KOLUMNE – QUERGESEHEN - Daheim bleiben auf Französisch
12.05.2020 KolumneDaheim bleiben auf Französisch
Wissen Sie, was confinement bedeutet? Es ist im Französischen das allgegenwärtige Wort für die Verhältnisse, die wir neudeutsch als «Lockdown» kennen. Von «Lockdown» spricht in der Westschweiz niemand, confinement heisst das dort.
Daheim bleiben auf Französisch
Wissen Sie, was confinement bedeutet? Es ist im Französischen das allgegenwärtige Wort für die Verhältnisse, die wir neudeutsch als «Lockdown» kennen. Von «Lockdown» spricht in der Westschweiz niemand, confinement heisst das dort.
Es ist aufschlussreich, den unterschiedlichen Gehalt der beiden Begriffe zu vergleichen. «Nous sommes confinés», sagen die Welschen – oder auch «nous sommes semi-confinés», weil ja die Schweiz nur halbwegs stillgelegt wurde. Das französische confinement meint also den Zustand, der einem beim Zuhausebleiben widerfährt; être confiné ist eine Befindlichkeit. Die deutsche Sprache behandelt uns völlig anders: Confinement hat kein deutsches Pendant, es ist in den Wörterbüchern nur unzulänglich übersetzt mit «Hausarrest», «Ausgangsbeschränkung», «Ausgangssperre». Oder eben «Lockdown». All diese Begriffe beschreiben keine Befindlichkeit, sondern eine behördliche Verfügung.
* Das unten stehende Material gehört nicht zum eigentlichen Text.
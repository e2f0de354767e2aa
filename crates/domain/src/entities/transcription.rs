//! Output of the speech-recognition backend

use serde::{Deserialize, Serialize};

use crate::errors::DomainError;

/// A single recognized token with timing and confidence
///
/// Holds raw observations only. Anything derived from it, such as whether
/// the word needs practice, lives on [`crate::WordAnalysis`].
#[derive(Debug, Clone, PartialEq, Serialize, Deserialize)]
pub struct WordObservation {
    pub word: String,
    /// Recognition confidence in [0, 1]
    pub confidence: f64,
    /// Seconds from the start of the recording
    pub start_time: f64,
    pub end_time: f64,
}

impl WordObservation {
    /// Create a validated observation
    ///
    /// # Errors
    ///
    /// Returns an error if the confidence lies outside [0, 1] or the word
    /// ends before it starts.
    pub fn new(
        word: impl Into<String>,
        confidence: f64,
        start_time: f64,
        end_time: f64,
    ) -> Result<Self, DomainError> {
        if !(0.0..=1.0).contains(&confidence) {
            return Err(DomainError::InvalidConfidence(confidence));
        }
        if start_time > end_time {
            return Err(DomainError::InvalidTiming {
                start: start_time,
                end: end_time,
            });
        }
        Ok(Self {
            word: word.into(),
            confidence,
            start_time,
            end_time,
        })
    }
}

/// Transcript, confidence and word details for one recognition call
#[derive(Debug, Clone, PartialEq, Serialize, Deserialize, Default)]
pub struct TranscriptionResult {
    pub transcript: String,
    /// Confidence in [0, 1], zero when nothing was recognized
    pub confidence: f64,
    #[serde(default)]
    pub words: Vec<WordObservation>,
}

impl TranscriptionResult {
    #[must_use]
    pub fn new(transcript: impl Into<String>, confidence: f64) -> Self {
        Self {
            transcript: transcript.into(),
            confidence: confidence.clamp(0.0, 1.0),
            words: Vec::new(),
        }
    }

    #[must_use]
    pub fn with_words(mut self, words: Vec<WordObservation>) -> Self {
        self.words = words;
        self
    }

    /// The result reported when the audio contained no recognizable speech
    #[must_use]
    pub fn no_speech() -> Self {
        Self::default()
    }

    /// True for an empty or whitespace-only transcript
    #[must_use]
    pub fn is_no_speech(&self) -> bool {
        self.transcript.trim().is_empty()
    }
}

#[cfg(test)]
mod tests {
    use super::*;

    #[test]
    fn word_observation_validates_confidence() {
        assert!(WordObservation::new("hi", 0.5, 0.0, 0.4).is_ok());
        assert!(matches!(
            WordObservation::new("hi", 1.2, 0.0, 0.4),
            Err(DomainError::InvalidConfidence(_))
        ));
        assert!(WordObservation::new("hi", -0.1, 0.0, 0.4).is_err());
    }

    #[test]
    fn word_observation_validates_timing() {
        assert!(WordObservation::new("hi", 0.5, 0.4, 0.4).is_ok());
        assert!(matches!(
            WordObservation::new("hi", 0.5, 0.5, 0.4),
            Err(DomainError::InvalidTiming { .. })
        ));
    }

    #[test]
    fn no_speech_is_empty() {
        let result = TranscriptionResult::no_speech();
        assert!(result.is_no_speech());
        assert!(result.words.is_empty());
        assert!(result.confidence.abs() < f64::EPSILON);
    }

    #[test]
    fn whitespace_transcript_counts_as_no_speech() {
        assert!(TranscriptionResult::new("   ", 0.3).is_no_speech());
        assert!(!TranscriptionResult::new("hello", 0.3).is_no_speech());
    }

    #[test]
    fn new_clamps_confidence() {
        let result = TranscriptionResult::new("hello", 1.4);
        assert!((result.confidence - 1.0).abs() < f64::EPSILON);
    }
}
//! Application state shared across handlers

use std::sync::Arc;

use application::{ConversationService, PronunciationService, SpeechService};
use infrastructure::AppConfig;

/// Shared application state
#[derive(Clone)]
pub struct AppState {
    /// Pronunciation scoring and practice plans
    pub pronunciation: Arc<PronunciationService>,
    /// Typed and spoken conversation turns
    pub conversation: Arc<ConversationService>,
    /// Plain transcription, synthesis and voice listing
    pub speech: Arc<SpeechService>,
    pub config: Arc<AppConfig>,
}

impl AppState {
    /// Requested language code, or the configured default
    pub fn language_or_default(&self, requested: Option<String>) -> String {
        requested
            .filter(|code| !code.trim().is_empty())
            .unwrap_or_else(|| self.config.learning.default_language_code.clone())
    }
}
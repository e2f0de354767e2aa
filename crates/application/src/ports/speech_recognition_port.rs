//! Speech recognition port - Interface for speech-to-text

use async_trait::async_trait;
use domain::TranscriptionResult;
#[cfg(test)]
use mockall::automock;

use crate::error::ApplicationError;

/// Port for speech recognition
#[cfg_attr(test, automock)]
#[async_trait]
pub trait SpeechRecognitionPort: Send + Sync {
    /// Transcribe raw audio bytes in the given BCP-47 language
    ///
    /// Audio without recognizable speech yields
    /// `TranscriptionResult::no_speech()`, not an error. Word observations are
    /// only populated when `word_timing` is set.
    async fn transcribe(
        &self,
        audio: Vec<u8>,
        language_code: &str,
        word_timing: bool,
    ) -> Result<TranscriptionResult, ApplicationError>;

    /// Check if the recognition backend is reachable
    async fn is_available(&self) -> bool;
}
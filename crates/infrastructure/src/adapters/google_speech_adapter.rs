//! Speech adapter - Implements the speech ports using the Google provider

use std::sync::Arc;

use ai_speech::{
    AudioData, AudioEncoding, GoogleCloudSpeechProvider, RecognitionOptions, SpeechConfig,
    SpeechError, SpeechToText, SynthesisInput, TextToSpeech, Transcription, VoiceGender,
    VoiceInfo, VoiceSelection, WordTiming,
};
use application::error::ApplicationError;
use application::ports::{
    SpeechRecognitionPort, SpeechSynthesisPort, SynthesisOptions, SynthesisResult,
    VoiceDescriptor, VoiceGender as PortVoiceGender,
};
use async_trait::async_trait;
use domain::{TranscriptionResult, WordObservation};
use tracing::{debug, instrument, warn};

/// Adapter for Google Cloud Speech-to-Text and Text-to-Speech
pub struct GoogleSpeechAdapter {
    provider: Arc<GoogleCloudSpeechProvider>,
    input_encoding: AudioEncoding,
}

impl std::fmt::Debug for GoogleSpeechAdapter {
    fn fmt(&self, f: &mut std::fmt::Formatter<'_>) -> std::fmt::Result {
        f.debug_struct("GoogleSpeechAdapter")
            .field("provider", &"GoogleCloudSpeechProvider")
            .field("input_encoding", &self.input_encoding)
            .finish()
    }
}

impl GoogleSpeechAdapter {
    /// Create a new speech adapter
    ///
    /// # Errors
    ///
    /// Returns `Configuration` if the API key is missing or the config is
    /// otherwise invalid.
    pub fn new(config: SpeechConfig) -> Result<Self, ApplicationError> {
        let input_encoding = config.input_encoding;
        let provider = GoogleCloudSpeechProvider::new(config).map_err(Self::map_error)?;

        Ok(Self {
            provider: Arc::new(provider),
            input_encoding,
        })
    }

    /// Map speech error to application error
    fn map_error(err: SpeechError) -> ApplicationError {
        match err {
            SpeechError::Configuration(e) => ApplicationError::Configuration(e),
            SpeechError::Authentication(e) => {
                ApplicationError::Unavailable(format!("Speech service rejected credentials: {e}"))
            },
            SpeechError::ConnectionFailed(e) | SpeechError::ServiceUnavailable(e) => {
                ApplicationError::Unavailable(format!("Speech service unavailable: {e}"))
            },
            SpeechError::RequestFailed(e) => ApplicationError::ExternalService(e),
            SpeechError::InvalidAudio(e) => {
                ApplicationError::InvalidInput(format!("Invalid audio: {e}"))
            },
            SpeechError::AudioTooLong {
                duration_ms,
                max_ms,
            } => ApplicationError::InvalidInput(format!(
                "Audio too long: {duration_ms}ms exceeds max {max_ms}ms"
            )),
            SpeechError::TranscriptionFailed(e) => {
                ApplicationError::ExternalService(format!("Transcription failed: {e}"))
            },
            SpeechError::SynthesisFailed(e) => {
                ApplicationError::ExternalService(format!("Synthesis failed: {e}"))
            },
            SpeechError::VoiceNotFound(v) => {
                ApplicationError::ExternalService(format!("Voice not found: {v}"))
            },
            SpeechError::InvalidResponse(e) => {
                ApplicationError::ExternalService(format!("Invalid speech response: {e}"))
            },
            SpeechError::Timeout(ms) => {
                ApplicationError::ExternalService(format!("Speech service timeout after {ms}ms"))
            },
            SpeechError::RateLimited => ApplicationError::RateLimited,
        }
    }

    fn voice_selection(options: &SynthesisOptions) -> VoiceSelection {
        VoiceSelection::new(&options.language_code)
            .with_gender(to_provider_gender(options.gender))
            .with_speaking_rate(options.speaking_rate)
            .with_pitch(options.pitch)
    }

    async fn synthesize_input(
        &self,
        input: SynthesisInput,
        options: &SynthesisOptions,
    ) -> Result<SynthesisResult, ApplicationError> {
        let audio = self
            .provider
            .synthesize(&input, &Self::voice_selection(options))
            .await
            .map_err(Self::map_error)?;

        debug!(audio_bytes = audio.size_bytes(), "Synthesis complete");

        Ok(SynthesisResult {
            mime_type: audio.mime_type().to_string(),
            audio_data: audio.into_bytes().to_vec(),
            language_code: options.language_code.clone(),
        })
    }
}

const fn to_provider_gender(gender: PortVoiceGender) -> VoiceGender {
    match gender {
        PortVoiceGender::Neutral => VoiceGender::Neutral,
        PortVoiceGender::Male => VoiceGender::Male,
        PortVoiceGender::Female => VoiceGender::Female,
    }
}

const fn to_port_gender(gender: VoiceGender) -> PortVoiceGender {
    match gender {
        VoiceGender::Neutral => PortVoiceGender::Neutral,
        VoiceGender::Male => PortVoiceGender::Male,
        VoiceGender::Female => PortVoiceGender::Female,
    }
}

/// Domain transcription from the provider result
///
/// Every recognized word is kept. Confidences are clamped into [0, 1] and
/// reversed start/end offsets are swapped; only a word with a non-numeric
/// confidence is dropped, with a warning.
fn to_transcription_result(transcription: Transcription) -> TranscriptionResult {
    if transcription.is_empty() {
        return TranscriptionResult::no_speech();
    }

    let words = transcription
        .words
        .into_iter()
        .filter_map(|word: WordTiming| {
            let start = word.start_secs.min(word.end_secs);
            let end = word.start_secs.max(word.end_secs);
            WordObservation::new(word.word, word.confidence.clamp(0.0, 1.0), start, end)
                .map_err(|e| warn!(error = %e, "Dropping word with invalid confidence"))
                .ok()
        })
        .collect();

    TranscriptionResult::new(transcription.text, transcription.confidence).with_words(words)
}

fn to_voice_descriptor(voice: VoiceInfo) -> VoiceDescriptor {
    VoiceDescriptor {
        name: voice.name,
        language_codes: voice.language_codes,
        gender: to_port_gender(voice.gender),
        natural_sample_rate_hertz: voice.natural_sample_rate_hertz,
    }
}

#[async_trait]
impl SpeechRecognitionPort for GoogleSpeechAdapter {
    #[instrument(skip(self, audio), fields(audio_size = audio.len(), language = %language_code))]
    async fn transcribe(
        &self,
        audio: Vec<u8>,
        language_code: &str,
        word_timing: bool,
    ) -> Result<TranscriptionResult, ApplicationError> {
        let audio = AudioData::new(audio, self.input_encoding);
        let options = RecognitionOptions::new(language_code).with_word_timing(word_timing);

        let transcription = self
            .provider
            .recognize(audio, &options)
            .await
            .map_err(Self::map_error)?;

        debug!(
            text_len = transcription.text.len(),
            confidence = transcription.confidence,
            words = transcription.words.len(),
            "Transcription complete"
        );

        Ok(to_transcription_result(transcription))
    }

    async fn is_available(&self) -> bool {
        SpeechToText::is_available(self.provider.as_ref()).await
    }
}

#[async_trait]
impl SpeechSynthesisPort for GoogleSpeechAdapter {
    #[instrument(skip(self, text), fields(text_len = text.len(), language = %options.language_code))]
    async fn synthesize(
        &self,
        text: &str,
        options: &SynthesisOptions,
    ) -> Result<SynthesisResult, ApplicationError> {
        self.synthesize_input(SynthesisInput::Text(text.to_string()), options)
            .await
    }

    #[instrument(skip(self, ssml), fields(ssml_len = ssml.len(), language = %options.language_code))]
    async fn synthesize_ssml(
        &self,
        ssml: &str,
        options: &SynthesisOptions,
    ) -> Result<SynthesisResult, ApplicationError> {
        self.synthesize_input(SynthesisInput::Ssml(ssml.to_string()), options)
            .await
    }

    async fn list_voices(
        &self,
        language_code: Option<String>,
    ) -> Result<Vec<VoiceDescriptor>, ApplicationError> {
        let voices = self
            .provider
            .list_voices(language_code.as_deref())
            .await
            .map_err(Self::map_error)?;

        Ok(voices.into_iter().map(to_voice_descriptor).collect())
    }

    async fn is_available(&self) -> bool {
        TextToSpeech::is_available(self.provider.as_ref()).await
    }
}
Die Französischsprachigen reden von einem subjektiven Erlebnis, die Deutschsprachigen vom obrigkeitlichen Akt, der dieses Erlebnis herbeiführt. Oder nochmals anders gewendet: Deutschschweizer beschreiben mit dem «Lockdown» die Schliessung von Geschäften, Schulen, Gaststätten – während die Westschweizer mit dem confinement ausdrücken, was die Schliessung zur Folge hat: Man bleibt zu Hause.
Natürlich schwingt auch im Wort confinement der Umstand mit, dass die Beschränkung von aussen auferlegt und keineswegs freiwillig ist. Und doch ist man als confiné näher bei sich selber, fühlt sich im Zustand des confinement irgendwie aufgehoben. Das Wort klingt auch angenehmer als seine martialischen deutschen Übersetzungen. Nicht umsonst sagte neulich eine Poetin im Westschweizer Radio, confinement erinnere sie an wohligen confort und an süsse confiture.
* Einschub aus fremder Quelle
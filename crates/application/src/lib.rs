//! Application layer - Use cases and orchestration
//!
//! Contains the learning use cases and the port definitions they depend on.
//! Orchestrates domain scoring and infrastructure adapters.

pub mod error;
pub mod ports;
pub mod services;

pub use error::ApplicationError;
pub use ports::*;
pub use services::*;
//! Learner-facing defaults.

use std::time::Duration;

use domain::Language;
use serde::{Deserialize, Serialize};

/// Language and backend defaults for the learning services
#[derive(Debug, Clone, PartialEq, Eq, Serialize, Deserialize)]
pub struct LearningConfig {
    /// Language used when a request does not name one
    #[serde(default = "default_language_code")]
    pub default_language_code: String,

    /// Upper bound for a single speech or model call, in seconds
    #[serde(default = "default_backend_timeout")]
    pub backend_timeout_secs: u64,
}

fn default_language_code() -> String {
    Language::Khmer.code().to_string()
}

const fn default_backend_timeout() -> u64 {
    30
}

impl Default for LearningConfig {
    fn default() -> Self {
        Self {
            default_language_code: default_language_code(),
            backend_timeout_secs: default_backend_timeout(),
        }
    }
}

impl LearningConfig {
    #[must_use]
    pub const fn backend_timeout(&self) -> Duration {
        Duration::from_secs(self.backend_timeout_secs)
    }

    /// Validate the configuration
    ///
    /// # Errors
    ///
    /// Returns an error for a language outside the catalogue or a zero timeout.
    pub fn validate(&self) -> Result<(), String> {
        if Language::from_code(&self.default_language_code).is_none() {
            return Err(format!(
                "learning.default_language_code '{}' is not a supported language",
                self.default_language_code
            ));
        }
        if self.backend_timeout_secs == 0 {
            return Err("learning.backend_timeout_secs must be greater than 0".to_string());
        }
        Ok(())
    }
}
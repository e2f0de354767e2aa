//! Infrastructure adapters
//!
//! Adapters connect application ports to concrete implementations.

mod gemini_inference_adapter;
mod google_speech_adapter;

pub use gemini_inference_adapter::GeminiInferenceAdapter;
pub use google_speech_adapter::GoogleSpeechAdapter;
Viele Linguisten und Hirnforscher sind überzeugt, dass die Sprache in erheblicher Weise unser Denken beeinflusst. Dies führt zur Frage nach der Wirkungskraft des aktuellen Schlüsselworts confinement. Bekanntlich begegnet die Romandie der Lockerung von Corona-Schutzmassnahmen deutlich skeptischer als die Deutschschweiz; der politische Druck für eine beschleunigte Rückkehr zur Normalität stammt fast ausschliesslich aus dem deutschsprachigen Landesteil. Erklärt wird dies manchmal mit der grösseren «Staatsgläubigkeit» der Romands, vor allem aber damit, dass die Westschweiz – namentlich Genf und die Waadt – von der Pandemie überdurchschnittlich betroffen sind.
Könnte es sein, dass auch ein dritter Faktor – die Sprache – zur welschen Regeltreue beiträgt? Kommen die Romands einfach besser mit ihrem wohltönenden confinement zurecht als wir mit dem Aus- und Eingesperrtsein? Se confiner heisst «sich zurückziehen» – in dieser rückbezüglichen Form ist von Zwang schon gar nicht mehr die Rede. Dafür klingt in dem Wort auch die confiance mit, was soviel heisst wie Zuversicht und Vertrauen. Sogar fin steckt noch drin: fein!
Jedenfalls sind die Welschen um ihr confinement zu beneiden. Und jetzt erst recht um das Gegenteil: Was bei uns umständlich als «Lockerung der Beschränkungen» umschrieben wird, heisst ennet der Saane schlicht und präzise: déconfinement.